1 μg of total RNA, 5 pmol of reverse primer and 20 U of SuperScript III reverse transcriptase (Life Technology) were mixed in 20 μl of RT buffer. To reverse transcribe the RNA, the reaction was incubated at 50 °C for 50 minutes. A tenth part of the RT reaction was used for cDNA amplification. The reaction was performed in 20 μl and contained 10 pmol of specific forward and reverse primers, 200 μM dNTPs, 1 x Taq polymerase buffer and 1 U of Platinum Taq DNA polymerase (Life Technology). The amplification was carried out in an Eppendorf PCR System Thermocycler under the following conditions: initial denaturation for 30 seconds at 94 °C, 30 cycles of touch down PCR with 30 seconds at 94 °C, 30 seconds at (65 °C–55 °C for first 20 cycles and 55 °C last 10 cycles) and an extension of 60 seconds at 72 °C. After the last cycle, the reaction was held for 5 minutes at the extension temperature to complete the amplification of all products. Primers used were: ACOXL-S2:GGCTCCAGATGGACAGTACC; ACOXL-AS2:AGGGTCTGTGTTTGGTGCTC; CGD91-F1 :GCTTGTGGCTGTGATAAGCA; CGD91-R1:GCATTGTTCCTTTCCTGCAT; F-FIT2 :GAGAGCTACCTCAGCAACAAGC; R-FIT2 :GAGATGTCAAAGCCATGCCA; MAP2-F :CTGCACACTCACATCCACCT; MAP2-R :TGTTCACCTTTCAGGACTGC; NR1H2-F :GGCTTCCACTACAACGTGCT; NR1H2-R:TGACTGTGACTCCTGCTGCT; F-PEX11A :CGACTCTTCAGAGCCACTCA; R-PEX11A:GCCTAGTCTGAACCATTTACGAC; PRKCE-F :AGCTGGCTGTCTTTCACGAT; PRKCE-R :CTGCAATGGGAGCAGTAGGT; ST3GAL2-F1 :AACCACCCACCATTTCATGT; ST3GAL2-R1 :TCCCAGTAGTGGTGCCAGTT; ST3GALNAC-F:GTGGCCTGTTCAATCTCTCC; ST3GALNAC-R:AGTCATGGGCATCGATGTTG; TUBB4-F :CAGTGACCTGCAACTGGAGA; TUBB4-R:TCCTCGCGGATCTTACTGAT; CYPIIE1-F2 :CTGAAAGGGTGAAGGAGCAC; CYPIIE1-R2:GGTGATGAACCGCTGAATCT; TRAK2-F:ACAGACAGGGTGGAGCAGAT; TRAK2-R:GCTTTTCTTGCAGCATTTCC;

2.5 Patient tissue

Tissue was received from the NICHD Brain and Tissue Bank that has received consent for the donation of tissue for research from the legal next of kin of all donors described. The Brain and Tissue adheres to the standard of the Institutional Review Board of the University of Maryland School of Medicine in Baltimore, Maryland. Consents are on file in the office of the NICHD Brain and Tissue Bank.

2.6 Statistical analysis

Changes in the genes expression were analyzed using unpaired t-tests (Graph Pad Prism 6 Software).

3 Results

3.1 Construction of SNORD116 and SNORD115 expression clones

To analyze the influence of SNORD115 and SNORD116 on gene expression, we generated a series of cDNA constructs. The SNORD expression cassette consists of two non-coding exons flanking an intron that hosts the snoRNA under the control of a CMV promoter (Figure 1A, B).
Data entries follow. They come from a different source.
//! Configuration loading
//!
//! Every setting resolves in the same order:
//! 1. Command-line argument (highest priority)
//! 2. Environment variable (`VISIONARY_*`)
//! 3. TOML config file (`~/.config/visionary/store.toml` or `--config`)
//! 4. Compiled default
//!
//! A missing or unreadable config file never stops startup; it is logged and
//! treated as empty.

use std::path::{Path, PathBuf};
use std::str::FromStr;
use std::time::Duration;

use serde::{Deserialize, Serialize};
use tracing::{info, warn};

use crate::chat::DEFAULT_WELCOME;
use crate::{Error, Result};

pub const DEFAULT_BIND: &str = "127.0.0.1";
pub const DEFAULT_PORT: u16 = 5740;
pub const DEFAULT_REQUEST_TIMEOUT_SECS: u64 = 30;
pub const DEFAULT_GEMINI_MODEL: &str = "gemini-3-pro-preview";
pub const DEFAULT_GEMINI_BASE_URL: &str = "https://generativelanguage.googleapis.com/v1beta";

pub const ENV_BACKEND_URL: &str = "VISIONARY_BACKEND_URL";
pub const ENV_BACKEND_KEY: &str = "VISIONARY_BACKEND_KEY";
pub const ENV_GEMINI_API_KEY: &str = "VISIONARY_GEMINI_API_KEY";
pub const ENV_GEMINI_MODEL: &str = "VISIONARY_GEMINI_MODEL";
pub const ENV_GEMINI_BASE_URL: &str = "VISIONARY_GEMINI_BASE_URL";
pub const ENV_ADMIN_PASSCODE: &str = "VISIONARY_ADMIN_PASSCODE";
pub const ENV_BIND: &str = "VISIONARY_BIND";
pub const ENV_PORT: &str = "VISIONARY_PORT";
pub const ENV_REQUEST_TIMEOUT: &str = "VISIONARY_REQUEST_TIMEOUT_SECS";
pub const ENV_POLL_INTERVAL: &str = "VISIONARY_POLL_INTERVAL_SECS";
pub const ENV_CONTACT_HANDLE: &str = "VISIONARY_CONTACT_HANDLE";
pub const ENV_WELCOME_MESSAGE: &str = "VISIONARY_WELCOME_MESSAGE";

/// Contents of `store.toml`; every key is optional
#[derive(Debug, Clone, Default, PartialEq, Eq, Serialize, Deserialize)]
#[serde(default)]
pub struct TomlConfig {
    pub backend_url: Option<String>,
    pub backend_key: Option<String>,
    pub gemini_api_key: Option<String>,
    pub gemini_model: Option<String>,
    pub gemini_base_url: Option<String>,
    pub admin_passcode: Option<String>,
    pub bind: Option<String>,
    pub port: Option<u16>,
    pub request_timeout_secs: Option<u64>,
    pub poll_interval_secs: Option<u64>,
    pub contact_handle: Option<String>,
    pub welcome_message: Option<String>,
}

/// Values given on the command line
#[derive(Debug, Clone, Default)]
pub struct ConfigOverrides {
    pub backend_url: Option<String>,
    pub backend_key: Option<String>,
    pub admin_passcode: Option<String>,
    pub bind: Option<String>,
    pub port: Option<u16>,
    pub poll_interval_secs: Option<u64>,
}

/// Fully resolved service configuration
#[derive(Debug, Clone, PartialEq, Eq)]
pub struct StoreConfig {
    pub backend_url: String,
    pub backend_key: String,
    pub gemini_api_key: Option<String>,
    pub gemini_model: String,
    pub gemini_base_url: String,
    /// Empty disables the admin gate
    pub admin_passcode: String,
    pub bind: String,
    pub port: u16,
    pub request_timeout_secs: u64,
    /// 0 = poller off
    pub poll_interval_secs: u64,
    /// Shown until the settings table provides one
    pub contact_handle: String,
    pub welcome_message: String,
}

impl Default for StoreConfig {
    fn default() -> Self {
        Self {
            backend_url: String::new(),
            backend_key: String::new(),
            gemini_api_key: None,
            gemini_model: DEFAULT_GEMINI_MODEL.to_string(),
            gemini_base_url: DEFAULT_GEMINI_BASE_URL.to_string(),
            admin_passcode: String::new(),
            bind: DEFAULT_BIND.to_string(),
            port: DEFAULT_PORT,
            request_timeout_secs: DEFAULT_REQUEST_TIMEOUT_SECS,
            poll_interval_secs: 0,
            contact_handle: String::new(),
            welcome_message: DEFAULT_WELCOME.to_string(),
        }
    }
}

impl StoreConfig {
    /// Resolve CLI > ENV > TOML > default for every field
    pub fn resolve(cli: &ConfigOverrides, toml: &TomlConfig) -> Result<Self> {
        let defaults = StoreConfig::default();

        Ok(Self {
            backend_url: pick(cli.backend_url.clone(), ENV_BACKEND_URL, toml.backend_url.clone())?
                .unwrap_or(defaults.backend_url),
            backend_key: pick(cli.backend_key.clone(), ENV_BACKEND_KEY, toml.backend_key.clone())?
                .unwrap_or(defaults.backend_key),
            gemini_api_key: pick(None, ENV_GEMINI_API_KEY, toml.gemini_api_key.clone())?
                .filter(|k: &String| !k.trim().is_empty()),
            gemini_model: pick(None, ENV_GEMINI_MODEL, toml.gemini_model.clone())?
                .unwrap_or(defaults.gemini_model),
            gemini_base_url: pick(None, ENV_GEMINI_BASE_URL, toml.gemini_base_url.clone())?
                .unwrap_or(defaults.gemini_base_url),
            admin_passcode: pick(cli.admin_passcode.clone(), ENV_ADMIN_PASSCODE, toml.admin_passcode.clone())?
                .unwrap_or(defaults.admin_passcode),
            bind: pick(cli.bind.clone(), ENV_BIND, toml.bind.clone())?.unwrap_or(defaults.bind),
            port: pick(cli.port, ENV_PORT, toml.port)?.unwrap_or(defaults.port),
            request_timeout_secs: pick(None, ENV_REQUEST_TIMEOUT, toml.request_timeout_secs)?
                .unwrap_or(defaults.request_timeout_secs),
            poll_interval_secs: pick(cli.poll_interval_secs, ENV_POLL_INTERVAL, toml.poll_interval_secs)?
                .unwrap_or(defaults.poll_interval_secs),
            contact_handle: pick(None, ENV_CONTACT_HANDLE, toml.contact_handle.clone())?
                .unwrap_or(defaults.contact_handle),
            welcome_message: pick(None, ENV_WELCOME_MESSAGE, toml.welcome_message.clone())?
                .unwrap_or(defaults.welcome_message),
        })
    }

    /// Backend credentials look usable
    ///
    /// The URL must be https and the key must look like a JWT (`ey...`);
    /// anything else is treated as "not configured".
    pub fn is_backend_configured(&self) -> bool {
        self.backend_url.trim().starts_with("https://") && self.backend_key.trim().starts_with("ey")
    }

    pub fn admin_gate_enabled(&self) -> bool {
        !self.admin_passcode.is_empty()
    }

    pub fn request_timeout(&self) -> Duration {
        Duration::from_secs(self.request_timeout_secs.max(1))
    }

    pub fn poll_interval(&self) -> Option<Duration> {
        (self.poll_interval_secs > 0).then(|| Duration::from_secs(self.poll_interval_secs))
    }

    pub fn bind_address(&self) -> String {
        format!("{}:{}", self.bind, self.port)
    }
}

/// First present value in priority order; blank env vars are ignored
fn pick<T: FromStr>(cli: Option<T>, env_name: &str, toml: Option<T>) -> Result<Option<T>>
where
    T::Err: std::fmt::Display,
{
    if cli.is_some() {
        return Ok(cli);
    }

    if let Ok(raw) = std::env::var(env_name) {
        let raw = raw.trim();
        if !raw.is_empty() {
            return raw
                .parse::<T>()
                .map(Some)
                .map_err(|e| Error::Config(format!("Invalid value for {}: {}", env_name, e)));
        }
    }

    Ok(toml)
}

/// `~/.config/visionary/store.toml` (platform config dir)
pub fn default_config_path() -> Option<PathBuf> {
    dirs::config_dir().map(|d| d.join("visionary").join("store.toml"))
}

/// Read and parse a TOML config file
pub fn load_toml_config(path: &Path) -> Result<TomlConfig> {
    let content = std::fs::read_to_string(path)
        .map_err(|e| Error::Config(format!("Read {} failed: {}", path.display(), e)))?;
    toml::from_str(&content).map_err(|e| Error::Config(format!("Parse {} failed: {}", path.display(), e)))
}

/// Load the explicit or default config file, falling back to an empty config
pub fn load_toml_or_default(explicit: Option<&Path>) -> TomlConfig {
    let path = match explicit.map(Path::to_path_buf).or_else(default_config_path) {
        Some(path) => path,
        None => {
            warn!("Could not determine config directory; using defaults");
            return TomlConfig::default();
        }
    };

    if explicit.is_none() && !path.exists() {
        info!("No config file at {}; using environment and defaults", path.display());
        return TomlConfig::default();
    }

    match load_toml_config(&path) {
        Ok(config) => {
            info!("Loaded config from {}", path.display());
            config
        }
        Err(e) => {
            warn!("{}; using environment and defaults", e);
            TomlConfig::default()
        }
    }
}

#[cfg(test)]
mod tests {
    use super::*;

    #[test]
    fn test_backend_configured_check() {
        let mut config = StoreConfig::default();
        assert!(!config.is_backend_configured());

        config.backend_url = "https://abc.supabase.co".into();
        config.backend_key = "eyJhbGciOi".into();
        assert!(config.is_backend_configured());

        config.backend_url = "http://abc.supabase.co".into();
        assert!(!config.is_backend_configured());

        config.backend_url = "https://abc.supabase.co".into();
        config.backend_key = "YOUR_KEY".into();
        assert!(!config.is_backend_configured());
    }

    #[test]
    fn test_poll_interval_zero_is_off() {
        let mut config = StoreConfig::default();
        assert_eq!(config.poll_interval(), None);
        config.poll_interval_secs = 5;
        assert_eq!(config.poll_interval(), Some(Duration::from_secs(5)));
    }

    #[test]
    fn test_toml_parse_partial() {
        let config: TomlConfig = toml::from_str("port = 8080\nadmin_passcode = \"1234\"").unwrap();
        assert_eq!(config.port, Some(8080));
        assert_eq!(config.admin_passcode.as_deref(), Some("1234"));
        assert_eq!(config.backend_url, None);
    }
}
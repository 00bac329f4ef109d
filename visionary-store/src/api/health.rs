//! Health check endpoint

use axum::{extract::State, routing::get, Json, Router};
use serde::Serialize;

use crate::storefront::DataSource;
use crate::AppState;

/// Returns status, module name and version, plus which backend serves the
/// catalog right now
#[derive(Debug, Serialize)]
pub struct HealthResponse {
    pub status: String,
    pub module: String,
    pub version: String,
    pub backend: String,
    pub data_source: DataSource,
}

/// GET /health
///
/// Does not require authentication.
pub async fn health_check(State(state): State<AppState>) -> Json<HealthResponse> {
    let (data_source, _) = state.storefront.data_source().await;
    Json(HealthResponse {
        status: "ok".to_string(),
        module: "visionary-store".to_string(),
        version: env!("CARGO_PKG_VERSION").to_string(),
        backend: state.storefront.backend_name().to_string(),
        data_source,
    })
}

/// Build health check routes
pub fn health_routes() -> Router<AppState> {
    Router::new().route("/health", get(health_check))
}
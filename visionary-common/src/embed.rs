//! Video-link normalization
//!
//! Turns whatever an admin pasted into a template's preview field (a share
//! text, a platform URL, a direct file link or raw embed markup) into a
//! [`PlayerView`] the front end can render without further parsing.
//!
//! Rules are tried in order; the first one that both matches and produces a
//! view wins. Normalization never fails: anything unrecognized ends up in the
//! generic iframe fallback.

use once_cell::sync::Lazy;
use regex::Regex;
use serde::{Deserialize, Serialize};

/// Sandbox flags for third-party platform players
pub const PLATFORM_SANDBOX: &str = "allow-top-navigation allow-same-origin allow-forms allow-scripts";

/// Feature policy for the YouTube player
pub const YOUTUBE_ALLOW: &str =
    "accelerometer; autoplay; clipboard-write; encrypted-media; gyroscope; picture-in-picture";

pub const NO_REFERRER: &str = "no-referrer";

const MEDIA_EXTENSIONS: [&str; 4] = [".mp4", ".webm", ".ogg", ".mov"];

static URL_RE: Lazy<Regex> = Lazy::new(|| Regex::new(r#"https?://[^\s"']+"#).expect("valid regex"));
static DOUYIN_VIDEO_RE: Lazy<Regex> = Lazy::new(|| Regex::new(r"video/(\d+)").expect("valid regex"));
static DOUYIN_MODAL_RE: Lazy<Regex> = Lazy::new(|| Regex::new(r"modal_id=(\d+)").expect("valid regex"));
static BVID_RE: Lazy<Regex> = Lazy::new(|| Regex::new(r"BV[a-zA-Z0-9]+").expect("valid regex"));

/// Renderable form of a preview source
#[derive(Debug, Clone, PartialEq, Eq, Serialize, Deserialize)]
#[serde(tag = "kind", rename_all = "snake_case")]
pub enum PlayerView {
    /// Nothing to show
    Empty,
    /// Admin-supplied `<iframe>`/`<embed>` markup, passed through untouched
    RawEmbed { html: String },
    Iframe {
        src: String,
        /// Rule that produced this view ("douyin", "bilibili", ...)
        provider: String,
        #[serde(default, skip_serializing_if = "Option::is_none")]
        referrer_policy: Option<String>,
        #[serde(default, skip_serializing_if = "Option::is_none")]
        sandbox: Option<String>,
        #[serde(default, skip_serializing_if = "Option::is_none")]
        allow: Option<String>,
    },
    NativeVideo {
        src: String,
        #[serde(default, skip_serializing_if = "Option::is_none")]
        poster: Option<String>,
    },
    /// Link that cannot be embedded; offer to open it externally
    Blocked { url: String, reason: String },
}

impl PlayerView {
    pub fn kind(&self) -> &'static str {
        match self {
            PlayerView::Empty => "empty",
            PlayerView::RawEmbed { .. } => "raw_embed",
            PlayerView::Iframe { .. } => "iframe",
            PlayerView::NativeVideo { .. } => "native_video",
            PlayerView::Blocked { .. } => "blocked",
        }
    }

    fn platform_iframe(provider: &str, src: String) -> Self {
        PlayerView::Iframe {
            src,
            provider: provider.to_string(),
            referrer_policy: Some(NO_REFERRER.to_string()),
            sandbox: Some(PLATFORM_SANDBOX.to_string()),
            allow: None,
        }
    }
}

/// One normalization rule
///
/// `matches` is a cheap host check; `build` may still decline (return `None`)
/// when the URL lacks the id it needs, in which case later rules are tried.
#[derive(Clone, Copy)]
pub struct EmbedRule {
    pub name: &'static str,
    pub matches: fn(&str) -> bool,
    pub build: fn(&str, Option<&str>) -> Option<PlayerView>,
}

impl EmbedRule {
    pub fn apply(&self, url: &str, poster: Option<&str>) -> Option<PlayerView> {
        if (self.matches)(url) {
            (self.build)(url, poster)
        } else {
            None
        }
    }
}

impl std::fmt::Debug for EmbedRule {
    fn fmt(&self, f: &mut std::fmt::Formatter<'_>) -> std::fmt::Result {
        f.debug_struct("EmbedRule").field("name", &self.name).finish()
    }
}

fn is_douyin_short(url: &str) -> bool {
    url.contains("v.douyin.com")
}

fn douyin_short_view(url: &str, _poster: Option<&str>) -> Option<PlayerView> {
    Some(PlayerView::Blocked {
        url: url.to_string(),
        reason: "Douyin short links cannot be embedded; use the desktop link or the embed code"
            .to_string(),
    })
}

fn is_douyin(url: &str) -> bool {
    url.contains("douyin.com")
}

fn douyin_view(url: &str, _poster: Option<&str>) -> Option<PlayerView> {
    let id = DOUYIN_VIDEO_RE
        .captures(url)
        .or_else(|| DOUYIN_MODAL_RE.captures(url))
        .and_then(|caps| caps.get(1))?;
    Some(PlayerView::platform_iframe(
        "douyin",
        format!("https://www.douyin.com/player/video/{}?autoplay=0&theme=0", id.as_str()),
    ))
}

fn is_bilibili(url: &str) -> bool {
    url.contains("bilibili.com")
}

fn bilibili_view(url: &str, _poster: Option<&str>) -> Option<PlayerView> {
    let bvid = BVID_RE.find(url)?;
    Some(PlayerView::platform_iframe(
        "bilibili",
        format!(
            "//player.bilibili.com/player.html?bvid={}&page=1&high_quality=1&danmaku=0",
            bvid.as_str()
        ),
    ))
}

fn is_youtube(url: &str) -> bool {
    url.contains("youtube.com") || url.contains("youtu.be")
}

fn youtube_view(url: &str, _poster: Option<&str>) -> Option<PlayerView> {
    let src = if let Some((_, rest)) = url.split_once("watch?v=") {
        let id = rest.split('&').next().unwrap_or(rest);
        format!("https://www.youtube.com/embed/{}", id)
    } else if let Some((_, rest)) = url.split_once("youtu.be/") {
        let id = rest.split('?').next().unwrap_or(rest);
        format!("https://www.youtube.com/embed/{}", id)
    } else {
        url.to_string()
    };
    Some(PlayerView::Iframe {
        src,
        provider: "youtube".to_string(),
        referrer_policy: None,
        sandbox: None,
        allow: Some(YOUTUBE_ALLOW.to_string()),
    })
}

fn native_video_view(url: &str, poster: Option<&str>) -> Option<PlayerView> {
    Some(PlayerView::NativeVideo {
        src: url.to_string(),
        poster: poster.map(str::to_string),
    })
}

fn any_url(_url: &str) -> bool {
    true
}

fn generic_view(url: &str, _poster: Option<&str>) -> Option<PlayerView> {
    Some(PlayerView::Iframe {
        src: url.to_string(),
        provider: "generic".to_string(),
        referrer_policy: Some(NO_REFERRER.to_string()),
        sandbox: None,
        allow: None,
    })
}

pub static DOUYIN_SHORT: EmbedRule = EmbedRule {
    name: "douyin_short",
    matches: is_douyin_short,
    build: douyin_short_view,
};

pub static DOUYIN: EmbedRule = EmbedRule {
    name: "douyin",
    matches: is_douyin,
    build: douyin_view,
};

pub static BILIBILI: EmbedRule = EmbedRule {
    name: "bilibili",
    matches: is_bilibili,
    build: bilibili_view,
};

pub static YOUTUBE: EmbedRule = EmbedRule {
    name: "youtube",
    matches: is_youtube,
    build: youtube_view,
};

pub static MEDIA_FILE: EmbedRule = EmbedRule {
    name: "media_file",
    matches: is_media_file,
    build: native_video_view,
};

pub static FALLBACK: EmbedRule = EmbedRule {
    name: "fallback",
    matches: any_url,
    build: generic_view,
};

/// Rules in evaluation order
pub static RULES: [&EmbedRule; 6] = [&DOUYIN_SHORT, &DOUYIN, &BILIBILI, &YOUTUBE, &MEDIA_FILE, &FALLBACK];

/// Path (query stripped) ends in a known video container extension
pub fn is_media_file(url: &str) -> bool {
    let path = url.split('?').next().unwrap_or(url).to_ascii_lowercase();
    MEDIA_EXTENSIONS.iter().any(|ext| path.ends_with(ext))
}

/// First http(s) URL in a free-text share blurb
pub fn extract_url(text: &str) -> Option<&str> {
    URL_RE.find(text).map(|m| m.as_str())
}

/// Normalize a raw preview source
pub fn normalize(raw: &str, poster: Option<&str>) -> PlayerView {
    let trimmed = raw.trim();
    if trimmed.is_empty() {
        return PlayerView::Empty;
    }

    if trimmed.starts_with("<iframe") || trimmed.starts_with("<embed") {
        return PlayerView::RawEmbed {
            html: trimmed.to_string(),
        };
    }

    let url = extract_url(trimmed).unwrap_or(trimmed);

    RULES
        .iter()
        .find_map(|rule| rule.apply(url, poster))
        .unwrap_or(PlayerView::Empty)
}
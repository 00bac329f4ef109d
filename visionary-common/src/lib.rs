//! # Visionary Common Library
//!
//! Shared code for the Visionary storefront crates:
//! - Entities (templates, chat sessions, site copy, settings)
//! - Schema mapping between backend rows and entities
//! - Catalog filtering, reordering and recommendations
//! - Video-link normalization for the template detail view
//! - Chat session rules (visitor identity, unread counters)
//! - Event types and the EventBus change feed
//! - Configuration loading

pub mod catalog;
pub mod chat;
pub mod config;
pub mod embed;
pub mod error;
pub mod events;
pub mod models;
pub mod schema;
pub mod sse;
pub mod time;

pub use error::{Error, Result};
pub use models::{ChatMessage, ChatSession, MessageKind, Sender, SiteContent, Template};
We transfected HEK 293T cells with the SNORD116 constructs and analyzed total RNA after 40 hours of the transfection using RNase protection assay (RPA) (Figure 1C). Endogenous SNORD116 is not detectable using RPA in HEK 293T cells. Transfecting a cDNA expressing wild-type SNORD116 results in detectable snoRNA expression that is however weaker than the expression observed in brain (Figure 1D, E). We also overexpressed SNORD115 using this approach, as previously described (Kishore and Stamm, 2006; Kishore et al., 2010) and found that HEK 293T cells do not express SNORD115 endogenously (Figure F, G).

To improve SNORD116 expression, we thus mutated splice sites into the mammalian consensus. The 5′ splice site was mutated from TGgtaaggcac to AGgtaagttat and the 3′ splice site form gtgttgtcttcacag to cttttctcttcacag. Improvement of the 5′ splice site strongly increased SNORD116 expression, whereas changing the 3′ splice site had only a minor effect. Combining both splice site mutations showed no additional increase (Figure 1D, E). Similar to previous reports (Shen et al., 2011), we observed shorter SNORD116 fragments using these constructs that reflect the situation in brain. We thus used the SNORD116 construct with the optimized 5′ splice site for further studies. The data show that SNORD116 expression levels can be controlled at the level of splice site quality.

3.2 Array analysis of SNORD overexpression in HEK 293T cells

To determine the effect of SNORDs missing in PWS on gene expression, we performed four different array experiments using Splicearrays (Affymetrix). Splicearrays are genome wide oligonucleotide-based arrays that are built on exon-specific probes (Johnson et al., 2003). Importantly, these arrays contain exon junction probes. Thus, in addition to a deregulation in overall gene expression, they detect changes in alternative splicing.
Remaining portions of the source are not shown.